So blogging every day was a fascinating experiment, but by the end I was ready for a slower-paced, more thoughtful and purposeful way of putting stuff out into the world.
May I introduce the very first Extraordinary Business Book Newsletter? Here’s an extract from this week’s. I’m sure it’ll change over time, but if I’ve learned anything over the last few years it’s that you can only steer once you’re moving. If you’d like this in your inbox every week, sign up here.
What I learned this week
In this week’s Extraordinary Business Book Club podcast, I talk to neuroscientist Dr Lynda Shaw, author of Your Brain is Boss: Using mind power to develop influence, creativity and work satisfaction. She explained why storytelling is just so effective at engaging us:
‘When we tell a story we change it slightly according to our audience. That means that subconsciously our audience is a part of that creative process. Once they’re part of that creative process, they feel more empathy for us. We start to stimulate a neurochemical called oxytocin, which is all about bundling and trusting. You have this delicious dance between the storyteller and the listener. It doesn’t have to be a grand, elaborate story. It could be something that is incredibly relevant, a case study or a client that you’ve had or something that relates to that person. They will trust you far more, and they will feel bonded far more, and they will want to be onboard with you. It’s a great persuader.’

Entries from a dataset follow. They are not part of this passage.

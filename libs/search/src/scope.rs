//! Entry point used by entity query scopes.
//!
//! [`SearchScope::search`] decides whether a search runs at all and which
//! fields it covers before handing over to [`PredicateBuilder`]:
//!
//! 1. A blank phrase leaves the query untouched.
//! 2. Fields given by the caller win.
//! 3. Otherwise the entity's configured default fields are used.
//! 4. With neither, the search fails with [`Error::NoSearchFields`].

use sift_query::QueryBuilder;

use crate::builder::PredicateBuilder;
use crate::error::{Error, Result};
use crate::matcher::FieldMatchers;
use crate::request::{FieldSpec, SearchRequest};
use crate::settings::SearchConfig;

/// Fields named by the caller of a search. Empty means "use the defaults".
pub struct Fields<Q>(Vec<FieldSpec<Q>>);

impl<Q> Fields<Q> {
    pub fn none() -> Self {
        Self(Vec::new())
    }

    pub fn is_empty(&self) -> bool {
        self.0.is_empty()
    }

    pub fn into_vec(self) -> Vec<FieldSpec<Q>> {
        self.0
    }
}

impl<Q> Default for Fields<Q> {
    fn default() -> Self {
        Self::none()
    }
}

impl<Q> From<&str> for Fields<Q> {
    fn from(field: &str) -> Self {
        if field.is_empty() {
            Self::none()
        } else {
            Self(vec![FieldSpec::column(field)])
        }
    }
}

impl<Q> From<String> for Fields<Q> {
    fn from(field: String) -> Self {
        Self::from(field.as_str())
    }
}

impl<Q> From<&[&str]> for Fields<Q> {
    fn from(fields: &[&str]) -> Self {
        Self(fields.iter().copied().map(FieldSpec::from).collect())
    }
}

impl<Q, const N: usize> From<[&str; N]> for Fields<Q> {
    fn from(fields: [&str; N]) -> Self {
        Self(fields.into_iter().map(FieldSpec::from).collect())
    }
}

impl<Q> From<Vec<&str>> for Fields<Q> {
    fn from(fields: Vec<&str>) -> Self {
        Self(fields.into_iter().map(FieldSpec::from).collect())
    }
}

impl<Q> From<Vec<String>> for Fields<Q> {
    fn from(fields: Vec<String>) -> Self {
        Self(fields.into_iter().map(FieldSpec::from).collect())
    }
}

impl<Q> From<FieldSpec<Q>> for Fields<Q> {
    fn from(field: FieldSpec<Q>) -> Self {
        Self(vec![field])
    }
}

impl<Q> From<Vec<FieldSpec<Q>>> for Fields<Q> {
    fn from(fields: Vec<FieldSpec<Q>>) -> Self {
        Self(fields)
    }
}

impl<Q, T> From<Option<T>> for Fields<Q>
where
    T: Into<Fields<Q>>,
{
    fn from(fields: Option<T>) -> Self {
        fields.map(Into::into).unwrap_or_default()
    }
}

/// Search registration of one entity type: its name, default fields and
/// custom matchers.
pub struct SearchScope<Q> {
    entity: String,
    config: SearchConfig,
    matchers: FieldMatchers<Q>,
}

impl<Q: QueryBuilder> SearchScope<Q> {
    pub fn new(entity: impl Into<String>) -> Self {
        Self {
            entity: entity.into(),
            config: SearchConfig::default(),
            matchers: FieldMatchers::new(),
        }
    }

    pub fn with_config(mut self, config: SearchConfig) -> Self {
        self.config = config;
        self
    }

    pub fn with_matchers(mut self, matchers: FieldMatchers<Q>) -> Self {
        self.matchers = matchers;
        self
    }

    pub fn with_matcher<F>(mut self, field: &str, matcher: F) -> Self
    where
        F: Fn(&mut Q, &str, bool) -> Result<()> + Send + Sync + 'static,
    {
        self.matchers.register(field, matcher);
        self
    }

    pub fn entity(&self) -> &str {
        &self.entity
    }

    pub fn config(&self) -> &SearchConfig {
        &self.config
    }

    pub fn matchers(&self) -> &FieldMatchers<Q> {
        &self.matchers
    }

    /// Fields a search covers: the caller's if any, else the configured defaults.
    pub fn resolve_fields(&self, fields: Fields<Q>) -> Vec<FieldSpec<Q>> {
        if !fields.is_empty() {
            return fields.into_vec();
        }

        tracing::debug!(
            entity = %self.entity,
            defaults = ?self.config.default_fields,
            "No search fields given, using entity defaults"
        );
        self.config
            .default_fields
            .iter()
            .map(|field| FieldSpec::column(field.as_str()))
            .collect()
    }

    /// Narrows `query` to rows where one of the fields matches `phrase`.
    ///
    /// `exact` switches from substring (`LIKE '%phrase%'`) to equality
    /// matching. Returns the same query for further chaining.
    pub fn search<'q>(
        &self,
        query: Option<&'q mut Q>,
        phrase: &str,
        fields: impl Into<Fields<Q>>,
        exact: bool,
    ) -> Result<&'q mut Q> {
        let phrase = phrase.trim();
        if phrase.is_empty() {
            tracing::debug!(
                entity = %self.entity,
                "Blank search phrase, leaving query unchanged"
            );
            return query.ok_or(Error::MissingQuery);
        }

        let fields = self.resolve_fields(fields.into());
        if fields.is_empty() {
            return Err(Error::NoSearchFields {
                entity: self.entity.clone(),
            });
        }

        let request = SearchRequest::new(self.entity.as_str(), fields, phrase, exact);
        PredicateBuilder::with_matchers(&self.matchers).build(&request, query)
    }
}

impl<Q> std::fmt::Debug for SearchScope<Q> {
    fn fmt(&self, f: &mut std::fmt::Formatter<'_>) -> std::fmt::Result {
        f.debug_struct("SearchScope")
            .field("entity", &self.entity)
            .field("config", &self.config)
            .field("matchers", &self.matchers)
            .finish()
    }
}

/// Search support for an entity type.
///
/// Implementors name themselves and may declare default fields and custom
/// matchers; [`Searchable::search`] is then available as a query scope.
pub trait Searchable {
    type Query: QueryBuilder;

    fn entity_name() -> &'static str;

    /// Default search fields. None unless overridden.
    fn search_config() -> SearchConfig {
        SearchConfig::default()
    }

    fn field_matchers() -> FieldMatchers<Self::Query> {
        FieldMatchers::new()
    }

    fn search_scope() -> SearchScope<Self::Query> {
        SearchScope::new(Self::entity_name())
            .with_config(Self::search_config())
            .with_matchers(Self::field_matchers())
    }

    /// Runs a search through a freshly built [`search_scope`](Self::search_scope).
    ///
    /// The scope, matcher registry included, is rebuilt on every call. Callers
    /// searching in a loop can build it once and call [`SearchScope::search`].
    fn search<'q>(
        query: Option<&'q mut Self::Query>,
        phrase: &str,
        fields: impl Into<Fields<Self::Query>>,
        exact: bool,
    ) -> Result<&'q mut Self::Query> {
        Self::search_scope().search(query, phrase, fields, exact)
    }
}

#[cfg(test)]
mod tests {
    use super::*;
    use sift_query::{Boolean, Comparator, SqlQuery};

    fn scope_with_defaults(defaults: &[&str]) -> SearchScope<SqlQuery> {
        SearchScope::new("Person")
            .with_config(SearchConfig::with_default_fields(defaults.iter().copied()))
    }

    fn columns(fields: &[FieldSpec<SqlQuery>]) -> Vec<&str> {
        fields.iter().filter_map(FieldSpec::as_column).collect()
    }

    #[test]
    fn explicit_fields_override_defaults() {
        let scope = scope_with_defaults(&["b", "c"]);
        assert_eq!(columns(&scope.resolve_fields(vec!["a"].into())), vec!["a"]);
    }

    #[test]
    fn scalar_field_is_normalized() {
        let scope = scope_with_defaults(&["b", "c"]);
        assert_eq!(columns(&scope.resolve_fields("a".into())), vec!["a"]);
    }

    #[test]
    fn empty_scalar_falls_back_to_defaults() {
        let scope = scope_with_defaults(&["b", "c"]);
        assert_eq!(columns(&scope.resolve_fields("".into())), vec!["b", "c"]);
    }

    #[test]
    fn none_falls_back_to_defaults() {
        let scope = scope_with_defaults(&["b"]);
        assert_eq!(
            columns(&scope.resolve_fields(None::<Vec<&str>>.into())),
            vec!["b"]
        );
    }

    #[test]
    fn blank_phrase_is_a_noop() {
        let scope = scope_with_defaults(&["name"]);
        for phrase in ["", "   ", "\t\n"] {
            let mut query = SqlQuery::new("people");
            scope.search(Some(&mut query), phrase, Fields::none(), false).unwrap();
            assert!(query.is_empty(), "phrase {:?} modified the query", phrase);
        }
    }

    #[test]
    fn blank_phrase_without_query_is_still_an_error() {
        let scope = scope_with_defaults(&["name"]);
        let err = scope.search(None, " ", Fields::none(), false).unwrap_err();
        assert!(matches!(err, Error::MissingQuery));
    }

    #[test]
    fn no_fields_and_no_defaults_is_an_error() {
        let scope = scope_with_defaults(&[]);
        let mut query = SqlQuery::new("people");

        let err = scope
            .search(Some(&mut query), "cat", Vec::<&str>::new(), false)
            .unwrap_err();

        assert!(matches!(err, Error::NoSearchFields { ref entity } if entity == "Person"));
        assert_eq!(
            err.to_string(),
            "no search fields were provided and 'Person' declares no default search fields"
        );
        assert!(query.is_empty());
    }

    #[test]
    fn field_check_precedes_query_check() {
        let scope = scope_with_defaults(&[]);
        let err = scope.search(None, "cat", Fields::none(), false).unwrap_err();
        assert!(matches!(err, Error::NoSearchFields { .. }));
    }

    #[test]
    fn scope_matchers_are_used() {
        let scope = scope_with_defaults(&["name"]).with_matcher(
            "name",
            |q: &mut SqlQuery, phrase: &str, _exact: bool| {
                q.push_comparison("display_name", Comparator::Equals, phrase, Boolean::And);
                Ok(())
            },
        );
        let mut query = SqlQuery::new("people");

        scope.search(Some(&mut query), "Ann", Fields::none(), false).unwrap();

        assert_eq!(
            query.to_string(),
            "SELECT * FROM people WHERE ((display_name = 'Ann'))"
        );
    }
}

Obviously when you’re writing a book you can’t replicate that dynamic, real-time co-creation, but telling stories that allow your readers to empathise, either with you or with the subject of the story, has a similar effect. Stories are neurological rocket-fuel for building relationships. Fact.
What I’m reading right now (and why you might want to too)
I snagged my signed copy of Dorie Clark’s Entrepreneurial You at the launch last week, and I’m taking notes all the way through. It’s a brilliantly practical handbook for anyone in the business of positioning themselves as an expert and (and this is key) getting paid for it. She writes beautifully: no wasted words, engaging stories, to-the-point advice. What’s particularly valuable is her lack of squeamishness about figures: she talks openly about her own rates, and how they’ve developed over time, and the various ways she’s monetized her expertise over the years, and she’s somehow persuaded others to share the nuts and bolts of how they’ve build their businesses too. (If you’re a fan of Dorie’s, you can get more of her wit and wisdom on the podcast.)
There’s a useful workbook as well, which is basically the questions at the end of each chapter in a format you can download and scribble on, a great tip for anyone considering an online companion to their book.
What I’m looking forward to
TED Talks: The official TED guide to public speaking by Chris Anderson is out in paperback in January (the hardback was published in May 2016). I read this on Kindle back then and it’s superb: well written, inspiring and practical, taking you from the basics of honing your message through tactics such as what to wear and how to control nerves. Here’s a taste:
‘A good exercise is to try to encapsulate your throughline in no more than fifteen words. And those fifteen words need to provide robust content. It’s not enough to think of your goal as, “I want to inspire the audience” or “I want to win support for my work.” It has to be more focused than that. What is the precise idea you want to build inside your listeners? What is their takeaway?’
What’s going on here
A fabulous night last Thursday at University College Birmingham celebrating the launch of the latest Practical Inspiration title Trusted: The human approach to building outstanding client relationships in a digitised worldby Lyn Bromley and Donna Whitbrook. From the specially created T-Spot cocktail and the fabulous street food buffet to the live Extraordinary Business Book Club interview, it was an unforgettable evening and exemplified Lyn and Donna’s message in the book itself: an unrelenting focus on great client experience to build great client relationships. Sadly there was a tech problem that means we can’t use the recording of the podcast at the live event, but I’ll be interviewing both authors on the podcast soon.
And finally… A Little Bit of Practical Inspiration
I’m also reading Stephen King’s On Writing: A Memoir of the Craft (I usually have at least four books on the go at any one time…) and this, one of his most famous quotes, is just too good not to share. It’s as relevant for business book writers as any other writer, maybe more so. What are you feeding your brain at the moment?
‘If you don’t have time to read, you don’t have the time (or the tools) to write. Simple as that.’